Typically, queries made by the adversary to steal a model need to be constructed from data that is sampled from the same distribution than the victim model was trained on. However, we present in this blog post results from our paper “Thieves on Sesame Street! Model Extraction of BERT-based APIs”, which will be presented at ICLR 2020. In this paper, we showed that it’s possible to steal BERT-based natural language processing models without access to any real input training data. Our adversary feeds nonsensical randomly-sampled sequences of words to a victim model and then fine-tunes their own BERT on the labels predicted by the victim model.

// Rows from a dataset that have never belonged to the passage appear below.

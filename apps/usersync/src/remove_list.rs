//! Remove lists: CSV files of users to delete, columns `type,user,domain`.

use serde::{Deserialize, Serialize};
use std::io::{Read, Write};
use tracing::{info, warn};

use usersync_engine::UserKey;

use crate::error::{CliError, CliResult};

/// One row of a remove list.
#[derive(Debug, Clone, Serialize, Deserialize)]
struct RemoveListRecord {
    #[serde(rename = "type")]
    identity_type: String,
    user: String,
    #[serde(default)]
    domain: String,
}

impl From<&UserKey> for RemoveListRecord {
    fn from(key: &UserKey) -> Self {
        let (identity_type, user, domain) = key.parts();
        Self {
            identity_type: identity_type.to_string(),
            user: user.to_string(),
            domain: domain.to_string(),
        }
    }
}

/// Read user keys from a remove list.
///
/// Rows that do not form a valid key are logged and skipped.
pub fn read_remove_list<R: Read>(reader: R) -> CliResult<Vec<UserKey>> {
    let mut rdr = csv::Reader::from_reader(reader);

    let headers = rdr
        .headers()
        .map_err(|e| CliError::RemoveList(format!("Failed to read header: {e}")))?;
    if !headers.iter().any(|h| h == "type") || !headers.iter().any(|h| h == "user") {
        return Err(CliError::RemoveList(
            "CSV missing required columns: type, user".to_string(),
        ));
    }

    let mut keys = Vec::new();
    for (idx, result) in rdr.deserialize::<RemoveListRecord>().enumerate() {
        let line_num = idx + 2;
        let record = match result {
            Ok(record) => record,
            Err(e) => {
                warn!(line = line_num, error = %e, "Skipping unreadable remove list row");
                continue;
            }
        };
        let raw = format!(
            "{},{},{}",
            record.identity_type.trim(),
            record.user.trim(),
            record.domain.trim()
        );
        match UserKey::parse(&raw) {
            Ok(key) => keys.push(key),
            Err(e) => warn!(line = line_num, error = %e, "Skipping invalid remove list row"),
        }
    }

    info!(users = keys.len(), "Remove list read");
    Ok(keys)
}

/// Write user keys as a remove list.
pub fn write_remove_list<W: Write>(keys: &[UserKey], writer: W) -> CliResult<()> {
    let mut wtr = csv::Writer::from_writer(writer);

    if keys.is_empty() {
        wtr.write_record(["type", "user", "domain"])
            .map_err(|e| CliError::RemoveList(format!("CSV write error: {e}")))?;
    }
    for key in keys {
        wtr.serialize(RemoveListRecord::from(key))
            .map_err(|e| CliError::RemoveList(format!("CSV write error: {e}")))?;
    }

    wtr.flush()
        .map_err(|e| CliError::Io(format!("Failed to flush CSV: {e}")))?;

    Ok(())
}
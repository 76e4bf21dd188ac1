//! Reconciler: diff current against desired state into an [`ActionPlan`].
//!
//! The reconciler applies the identity-type policy and the blast-radius
//! limits:
//!
//! - more missing users than `max_missing_users` aborts with no actions;
//! - at most `max_deletions_per_run` users are removed, lowest keys first,
//!   the rest are deferred to a later run;
//! - dashboard users of an unmanaged identity type are never touched.

use serde::{Deserialize, Serialize};
use std::collections::{BTreeMap, BTreeSet};
use tracing::{debug, error, info, warn};

use crate::error::{SyncError, SyncResult};
use crate::mapping::DashboardGroup;
use crate::plan::{Action, ActionKind, ActionPlan, ExistingUserPolicy, PlanCounters, PlanStatus};
use crate::snapshot::{Snapshot, UserFilter, UserState};
use crate::types::{AttributeValue, Attributes, IdentityType, UserKey};

/// Default maximum number of users removed in one run.
const DEFAULT_MAX_DELETIONS_PER_RUN: usize = 10;

/// Default maximum number of missing users before a run is aborted.
const DEFAULT_MAX_MISSING_USERS: usize = 200;

/// Attributes compared when updating existing users.
pub const UPDATABLE_ATTRIBUTES: [&str; 3] = ["email", "firstname", "lastname"];

/// Attributes sent when creating a user.
pub const CREATE_ATTRIBUTES: [&str; 6] = [
    "email",
    "username",
    "domain",
    "firstname",
    "lastname",
    "country",
];

/// Country used for enterprise users created without one.
const UNDEFINED_COUNTRY: &str = "UD";

/// Blast-radius limits, fixed for the duration of a run.
#[derive(Debug, Clone, Copy, PartialEq, Eq, Serialize, Deserialize)]
pub struct Limits {
    /// Maximum number of `RemoveUser` actions emitted per run.
    #[serde(default = "default_max_deletions_per_run")]
    pub max_deletions_per_run: usize,
    /// Abort threshold for users present remotely but absent from the directory.
    #[serde(default = "default_max_missing_users")]
    pub max_missing_users: usize,
}

fn default_max_deletions_per_run() -> usize {
    DEFAULT_MAX_DELETIONS_PER_RUN
}

fn default_max_missing_users() -> usize {
    DEFAULT_MAX_MISSING_USERS
}

impl Default for Limits {
    fn default() -> Self {
        Self {
            max_deletions_per_run: DEFAULT_MAX_DELETIONS_PER_RUN,
            max_missing_users: DEFAULT_MAX_MISSING_USERS,
        }
    }
}

/// Which users, groups and attributes the reconciler may change.
#[derive(Debug, Clone)]
pub struct ReconcilePolicy {
    /// Identity types that may be created, updated and removed.
    pub managed_identity_types: BTreeSet<IdentityType>,
    /// Dashboard groups memberships may be removed from.
    pub managed_groups: BTreeSet<DashboardGroup>,
    /// Emit group actions at all.
    pub manage_groups: bool,
    /// Emit attribute updates and overwrite on create.
    pub update_user_info: bool,
    /// Username filter and explicit removal list.
    pub filter: UserFilter,
}

impl Default for ReconcilePolicy {
    fn default() -> Self {
        Self {
            managed_identity_types: [IdentityType::EnterpriseId, IdentityType::FederatedId]
                .into_iter()
                .collect(),
            managed_groups: BTreeSet::new(),
            manage_groups: true,
            update_user_info: true,
            filter: UserFilter::default(),
        }
    }
}

impl ReconcilePolicy {
    fn is_managed_type(&self, identity_type: IdentityType) -> bool {
        self.managed_identity_types.contains(&identity_type)
    }
}

/// Computes action plans.
#[derive(Debug, Clone, Default)]
pub struct Reconciler {
    limits: Limits,
    policy: ReconcilePolicy,
}

impl Reconciler {
    #[must_use]
    pub fn new(limits: Limits, policy: ReconcilePolicy) -> Self {
        Self { limits, policy }
    }

    #[must_use]
    pub fn limits(&self) -> Limits {
        self.limits
    }

    #[must_use]
    pub fn policy(&self) -> &ReconcilePolicy {
        &self.policy
    }

    /// Diff `current` (dashboard) against `desired` (directory).
    ///
    /// Refuses incomplete snapshots. Equal inputs always produce equal plans.
    pub fn reconcile(&self, current: &Snapshot, desired: &Snapshot) -> SyncResult<ActionPlan> {
        if !desired.is_complete() {
            return Err(SyncError::IncompleteSnapshot { side: "directory" });
        }
        if !current.is_complete() {
            return Err(SyncError::IncompleteSnapshot { side: "dashboard" });
        }

        let stats = desired.stats();
        let mut counters = PlanCounters {
            skipped_users: stats.skipped_users,
            hook_failures: stats.hook_failures,
            ..PlanCounters::default()
        };

        // Remote users only: candidates for removal, in key order.
        let mut removal_candidates = Vec::new();
        for user in current.iter() {
            if desired.contains(&user.key) {
                continue;
            }
            if !self.policy.is_managed_type(user.identity_type) {
                debug!(user_key = %user.key, "Ignoring user of unmanaged identity type");
                continue;
            }
            if self.policy.filter.is_listed_for_removal(&user.key) {
                removal_candidates.push(user);
                continue;
            }
            if !self.policy.filter.selects_user(&user.key) {
                continue;
            }
            counters.missing_users += 1;
            removal_candidates.push(user);
        }

        let candidate_keys: Vec<UserKey> =
            removal_candidates.iter().map(|u| u.key.clone()).collect();

        if counters.missing_users > self.limits.max_missing_users {
            let reason = format!(
                "missing-user threshold exceeded: {} missing users, limit {}",
                counters.missing_users, self.limits.max_missing_users
            );
            error!(
                severity = "critical",
                missing_users = counters.missing_users,
                max_missing_users = self.limits.max_missing_users,
                "Aborting run: too many users missing from the directory"
            );
            return Ok(ActionPlan::aborted(reason, candidate_keys, counters));
        }

        let mut per_user: BTreeMap<&UserKey, Vec<Action>> = BTreeMap::new();

        for user in desired.iter() {
            let actions = match current.get(&user.key) {
                Some(remote) => self.update_actions(remote, user),
                None => self.create_actions(user, &mut counters),
            };
            if !actions.is_empty() {
                per_user.insert(&user.key, actions);
            }
        }

        let allowed = self.limits.max_deletions_per_run.min(removal_candidates.len());
        for user in &removal_candidates[..allowed] {
            info!(user_key = %user.key, "Removing user");
            per_user.insert(&user.key, self.removal_actions(user));
        }
        counters.deletions_emitted = allowed;
        counters.deferred_deletions = removal_candidates.len() - allowed;

        let status = if counters.deferred_deletions > 0 {
            error!(
                severity = "critical",
                deferred = counters.deferred_deletions,
                emitted = counters.deletions_emitted,
                max_deletions_per_run = self.limits.max_deletions_per_run,
                "Deletion limit reached; remaining removals deferred to a later run"
            );
            PlanStatus::PartiallyLimited(format!(
                "deletion limit reached: {} removals deferred",
                counters.deferred_deletions
            ))
        } else {
            PlanStatus::Completed
        };

        let actions: Vec<Action> = per_user.into_values().flatten().collect();
        let plan = ActionPlan::finalize(actions, candidate_keys, counters, status);

        let summary = plan.summary();
        info!(
            status = %plan.status(),
            create_user = summary.create_user,
            remove_user = summary.remove_user,
            update_attributes = summary.update_attributes,
            add_to_group = summary.add_to_group,
            remove_from_group = summary.remove_from_group,
            missing_users = counters.missing_users,
            skipped_users = counters.skipped_users,
            hook_failures = counters.hook_failures,
            "Reconciliation complete"
        );
        Ok(plan)
    }

    fn create_actions(&self, user: &UserState, counters: &mut PlanCounters) -> Vec<Action> {
        if !self.policy.is_managed_type(user.identity_type) {
            warn!(
                user_key = %user.key,
                identity_type = %user.identity_type,
                "Not creating user of unmanaged identity type"
            );
            return Vec::new();
        }

        let mut attributes: Attributes = CREATE_ATTRIBUTES
            .iter()
            .filter_map(|name| {
                user.attributes
                    .get(*name)
                    .map(|value| ((*name).to_string(), value.clone()))
            })
            .collect();

        if user.attribute("country").is_none() {
            if user.identity_type == IdentityType::EnterpriseId {
                attributes.insert("country".to_string(), UNDEFINED_COUNTRY.into());
            } else {
                error!(
                    user_key = %user.key,
                    identity_type = %user.identity_type,
                    "User has no country and cannot be created"
                );
                counters.skipped_users += 1;
                return Vec::new();
            }
        }

        let on_conflict = if self.policy.update_user_info {
            ExistingUserPolicy::UpdateIfAlreadyExists
        } else {
            ExistingUserPolicy::IgnoreIfAlreadyExists
        };

        let mut actions = vec![Action::new(
            user.key.clone(),
            ActionKind::CreateUser {
                identity_type: user.identity_type,
                attributes,
                on_conflict,
            },
        )];
        if self.policy.manage_groups {
            actions.extend(user.groups.iter().map(|group| {
                Action::new(
                    user.key.clone(),
                    ActionKind::AddToGroup {
                        group: group.clone(),
                    },
                )
            }));
        }
        actions
    }

    /// Managed memberships are released before the account is removed.
    ///
    /// Accessor-organization memberships do not go away with the account, so
    /// they are released even when `manage_groups` is off.
    fn removal_actions(&self, remote: &UserState) -> Vec<Action> {
        let mut actions: Vec<Action> = remote
            .groups
            .iter()
            .filter_map(|group| self.policy.managed_groups.get(group))
            .filter(|managed| self.policy.manage_groups || managed.organization().is_some())
            .map(|managed| {
                Action::new(
                    remote.key.clone(),
                    ActionKind::RemoveFromGroup {
                        group: managed.clone(),
                    },
                )
            })
            .collect();
        actions.push(Action::new(remote.key.clone(), ActionKind::RemoveUser));
        actions
    }

    fn update_actions(&self, remote: &UserState, desired: &UserState) -> Vec<Action> {
        if !self.policy.is_managed_type(remote.identity_type) {
            debug!(user_key = %remote.key, "Ignoring user of unmanaged identity type");
            return Vec::new();
        }

        let mut actions = Vec::new();

        if self.policy.update_user_info {
            let changed = changed_attributes(remote, desired);
            if !changed.is_empty() {
                if remote.identity_type == IdentityType::AdobeId {
                    warn!(
                        user_key = %remote.key,
                        attributes = ?changed.keys().collect::<Vec<_>>(),
                        "Attributes of adobeID users cannot be updated"
                    );
                } else {
                    actions.push(Action::new(
                        remote.key.clone(),
                        ActionKind::UpdateAttributes {
                            attributes: changed,
                        },
                    ));
                }
            }
        }

        if self.policy.manage_groups {
            for group in desired.groups.difference(&remote.groups) {
                actions.push(Action::new(
                    remote.key.clone(),
                    ActionKind::AddToGroup {
                        group: group.clone(),
                    },
                ));
            }
            for group in remote.groups.difference(&desired.groups) {
                // Only groups this configuration manages; manual assignments stay.
                if let Some(managed) = self.policy.managed_groups.get(group) {
                    actions.push(Action::new(
                        remote.key.clone(),
                        ActionKind::RemoveFromGroup {
                            group: managed.clone(),
                        },
                    ));
                }
            }
        }

        actions
    }
}

/// Per-field diff over [`UPDATABLE_ATTRIBUTES`].
///
/// An absent desired value never blanks the remote one.
fn changed_attributes(remote: &UserState, desired: &UserState) -> Attributes {
    UPDATABLE_ATTRIBUTES
        .iter()
        .filter_map(|name| {
            let wanted = desired.attribute(name)?;
            (remote.attribute(name) != Some(wanted))
                .then(|| ((*name).to_string(), AttributeValue::from(wanted)))
        })
        .collect()
}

The effectiveness of our method exposes the risk of publicly-hosted NLP inference APIs being stolen if they were trained by fine-tuning. Malicious users could spam APIs with random queries and then use the outputs to reconstruct a copy of the model, thus mounting a model extraction attack.
In this work, we studied model extraction attacks in natural language processing. We efficiently extracted both text classifiers and question answering (QA) models. These attacks are quite simple and should be treated as lower bounds to more sophisticated attacks leveraging active learning. We hope that this work highlights the need for more research in the development of effective countermeasures to defend against model extraction, or at least to increase the cost of adversaries. Defenses should strive to have a minimal impact on legitimate users of the model. Besides work on attack-defense mechanisms, we see two other avenues for future research:
1) Improving Distillation - Since distillation is possible with random sequences of tokens, our approach might be a good way to perform distillation in low-resource NLP settings where the original training data cannot be made available. Random sequences (perhaps with the intelligent data selection strategy) could also be used to augment real training data for distillation.
2) Closeness of Input Distributions - Model extraction might be a good way to understand the closeness between two input distributions, where one input distribution is used to extract a model trained on another input distribution. This technique could be used as a method to tackle an important open problem in NLP (“What is a domain?”).